Yarbay Korkut Eken’le birlikte Kutlu Adalı’yı öldürmeye gelirken uçağa belinde Jeriko marka silahla bindiğini ve Kıbrıs’ta Sivil Savunma’da, yani Özel Harp Dairesi’nde bir çanta içerisinde Eken’in kendisine UZİ’yi verdiğini anlatmıştı Sedat Peker’in kardeşi Atilla Peker…

Meşhur “Susurluk’un kayıp silahları” ile verilen bütün bilgiler tutuyor diye “Kutlu Adalı’yı öldüren UZİ’nin şeceresi” dedik yazı serisinin başlığına. Adalı’yı öldüren Özel Harp Dairesi’dir dedik…

Bilmediğimiz yeni bir şey yok! Ancak Sedat Peker’in her ifşaatıyla bildiklerimiz doğrulanıyor…

Pan-Türkist bir faşist olan Sedat Peker’in de her ifşaatıyla/itirafıyla durduğu yer açığa düşüyor.

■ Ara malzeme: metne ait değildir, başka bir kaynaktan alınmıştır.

use super::gateway_harness::{GatewayTestServer, log};
use reqwest::StatusCode;
use serde_json::{Value, json};
use std::time::Duration;

fn burst(count: usize) -> Vec<Value> {
    (0..count).map(|i| log("info", &format!("burst {i}"))).collect()
}

#[tokio::test]
async fn over_threshold_batch_gets_429_with_retry_after() {
    let server = GatewayTestServer::start_with(|config| {
        config.ingest.threshold = 5;
        config.ingest.window_ms = 60_000;
    })
    .await;

    let (status, body) = server.ingest_logs(burst(3)).await;
    assert_eq!(status, StatusCode::OK);
    assert_eq!(body["received"], 3);
    assert_eq!(body["last_sequence"], 3);

    let response = server.post("/logs", &json!({ "entries": burst(3) })).await;
    assert_eq!(response.status(), StatusCode::TOO_MANY_REQUESTS);
    let retry_after: u64 = response
        .headers()
        .get("retry-after")
        .and_then(|v| v.to_str().ok())
        .and_then(|v| v.parse().ok())
        .expect("429 should carry a numeric Retry-After");
    assert!(retry_after >= 1);

    let body: Value = response.json().await.unwrap();
    assert_eq!(body["error"], "rate_limited");
    assert_eq!(body["threshold"], 5);
    assert_eq!(body["circuit_open"], false);
    assert!(body["retry_after_ms"].as_u64().unwrap() > 0);

    // The rejected batch is not stored.
    assert_eq!(server.daemon.capture.sizes().logs, 3);
}

#[tokio::test]
async fn default_threshold_admits_exactly_one_thousand_events_per_second() {
    let server = GatewayTestServer::start().await;

    let (status, body) = server.ingest_logs(burst(1000)).await;
    assert_eq!(status, StatusCode::OK);
    assert_eq!(body["received"], 1000);

    let response = server.post("/logs", &json!({ "entries": burst(1) })).await;
    assert_eq!(response.status(), StatusCode::TOO_MANY_REQUESTS);
    assert!(response.headers().contains_key("retry-after"));
    let body: Value = response.json().await.unwrap();
    assert_eq!(body["retry_after_ms"], 1000);
    assert_eq!(body["threshold"], 1000);
    assert_eq!(server.daemon.capture.sizes().logs, 1000);
}

#[tokio::test]
async fn sustained_overload_opens_circuit_then_recovers() {
    let server = GatewayTestServer::start_with(|config| {
        config.ingest.threshold = 10;
        config.ingest.window_ms = 200;
        config.ingest.open_after_windows = 2;
        config.ingest.recovery_secs = 1;
    })
    .await;

    let mut last = Value::Null;
    for _ in 0..3 {
        let (status, body) = server.ingest_logs(burst(11)).await;
        assert_eq!(status, StatusCode::TOO_MANY_REQUESTS);
        last = body;
        tokio::time::sleep(Duration::from_millis(250)).await;
    }
    assert_eq!(last["circuit_open"], true);

    let (status, health) = server.get_json(&server.url("/v4/health")).await;
    assert_eq!(status, StatusCode::OK);
    assert_eq!(health["circuit_open"], true);
    assert_eq!(health["reason"], "rate_exceeded");
    assert!(health["opened_at"].is_string());

    // While open even a tiny batch is refused.
    let (status, body) = server.ingest_logs(burst(1)).await;
    assert_eq!(status, StatusCode::TOO_MANY_REQUESTS);
    assert_eq!(body["circuit_open"], true);

    tokio::time::sleep(Duration::from_millis(1600)).await;

    let (_, health) = server.get_json(&server.url("/v4/health")).await;
    assert_eq!(health["circuit_open"], false);
    assert!(health["reason"].is_null());

    let (status, _) = server.ingest_logs(burst(1)).await;
    assert_eq!(status, StatusCode::OK);
}

#[tokio::test]
async fn oversized_body_is_rejected() {
    let server = GatewayTestServer::start_with(|config| {
        config.gateway.max_body_bytes = 1024;
    })
    .await;

    let big = "x".repeat(4096);
    let response = server
        .post("/logs", &json!({ "entries": [log("info", &big)] }))
        .await;
    assert_eq!(response.status(), StatusCode::PAYLOAD_TOO_LARGE);
    assert_eq!(server.daemon.capture.sizes().logs, 0);
}

#[tokio::test]
async fn malformed_ingest_body_is_invalid_json() {
    let server = GatewayTestServer::start().await;
    let response = reqwest::Client::new()
        .post(server.url("/logs"))
        .header("content-type", "application/json")
        .body("{not json")
        .send()
        .await
        .unwrap();
    assert_eq!(response.status(), StatusCode::BAD_REQUEST);
    let body: Value = response.json().await.unwrap();
    assert_eq!(body["error"], "invalid_json");
}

Biz biliyoruz ülkücü mafyanın ne olduğunu da, muhalefetsizlikten ve çaresizlikten mafyayı “temiz toplum”cu zanneden ve kitap okuduğu için “entelektüel” sayan bir toplumsal yapı var karşımızda…

Peker son ifşaatlarıyla Süleyman Soylu’ya saldıracak diye Özel Harp Dairesi’ni kutsadı…

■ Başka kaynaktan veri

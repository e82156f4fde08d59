//! `analyze`: queue an inspection of the tracked page for the extension.

use super::{Param, ParamType, ToolArgs, ToolContext, ToolDef, ToolName, param, queue_command};
use crate::mcp::{StructuredError, ToolResult};
use serde_json::json;
use strum::{AsRefStr, EnumString, VariantNames};

#[derive(Debug, Clone, Copy, PartialEq, Eq, EnumString, VariantNames, AsRefStr)]
#[strum(serialize_all = "snake_case")]
pub enum AnalyzeWhat {
    Dom,
    Accessibility,
    Performance,
    SecurityAudit,
    PageSummary,
    LinkHealth,
}

const PARAMS: &[Param] = &[
    param("selector", ParamType::String, "dom: CSS selector to query (required)"),
    param("scope", ParamType::String, "accessibility: CSS selector limiting the audit"),
    param(
        "tags",
        ParamType::StringArray,
        "accessibility: axe rule tags, e.g. wcag2a",
    ),
    param("checks", ParamType::StringArray, "security_audit: checks to run"),
    param("domain", ParamType::String, "link_health: restrict to links on this host"),
    param("tab_id", ParamType::Integer, "Target tab; defaults to the tracked tab"),
];

pub static DEFINITION: ToolDef = ToolDef {
    name: ToolName::Analyze,
    description: "Run an active analysis in the browser: DOM queries, accessibility audits, \
                  performance and security checks, page summaries, link health. Returns a \
                  correlation_id; read the result with observe(what:\"command_result\").",
    discriminator: "what",
    modes: AnalyzeWhat::VARIANTS,
    params: PARAMS,
};

pub fn handle(ctx: ToolContext<'_>, args: &ToolArgs) -> Result<ToolResult, StructuredError> {
    let what: AnalyzeWhat = args.mode("what")?;
    if what == AnalyzeWhat::Dom {
        args.require_str("selector")?;
    }

    let tab_id = args.get("tab_id").and_then(serde_json::Value::as_i64);
    let params = args.without(&["what", "tab_id", "telemetry_mode"]);
    let correlation_id = queue_command(ctx, what.as_ref(), params, tab_id);
    let connected = ctx.daemon.tracking.is_connected();
    tracing::debug!(kind = what.as_ref(), %correlation_id, "analyze command queued");

    let mut hint = format!(
        "Poll observe(what:\"command_result\", correlation_id:\"{correlation_id}\") for the result."
    );
    if !connected {
        hint.push_str(" The extension is not connected; the command runs once it syncs.");
    }

    Ok(ToolResult::json(
        &format!("{} queued", what.as_ref()),
        &json!({
            "status": "queued",
            "correlation_id": correlation_id,
            "what": what.as_ref(),
            "extension_connected": connected,
            "hint": hint,
        }),
    ))
}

Özel Harp Dairesi Türkiye’de gayrimüslimlere karşı 6-7 Eylül 1955 pogromunu örgütledi. Kıbrıs’ta cami bombaladı, TC Elçiliğine bağlı Türk Haberler Bürosu’nu bombaladı, önce Kıbrıslı aydınları öldürdü, en sonunda da TMT’nin “özel grup” elemanı Alpay Mustafa’yı öldürdüler. Bilinen son cinayetleri de Kutlu Adalı…

Türkiye’de 6-7 Eylül 1955’ten başlayan Özel Harp Dairesi faaliyetleri Hrant Dink cinayetine uzanan süreçte sayısız katliam gerçekleştirdi ve cinayet işledi.

Ziverbey Köşkü işkenceleri, 1 Mayıs 1977 katliamı, Savcı Doğan Öz cinayeti, Adana Emniyet Müdürü Doğan Yurdakul ve DİSK Genel Başkanı Kemal Türkler’in katledilmesi, 16 Mart 1978 Beyazıt Katliamı, 7 TİP’li öğrencinin katledilmesi…

Maraş, Çorum, Sivas katliamları…

Tek tek sayamayacağımız, sadece 1978 yılında 689 kişinin öldürülmesi…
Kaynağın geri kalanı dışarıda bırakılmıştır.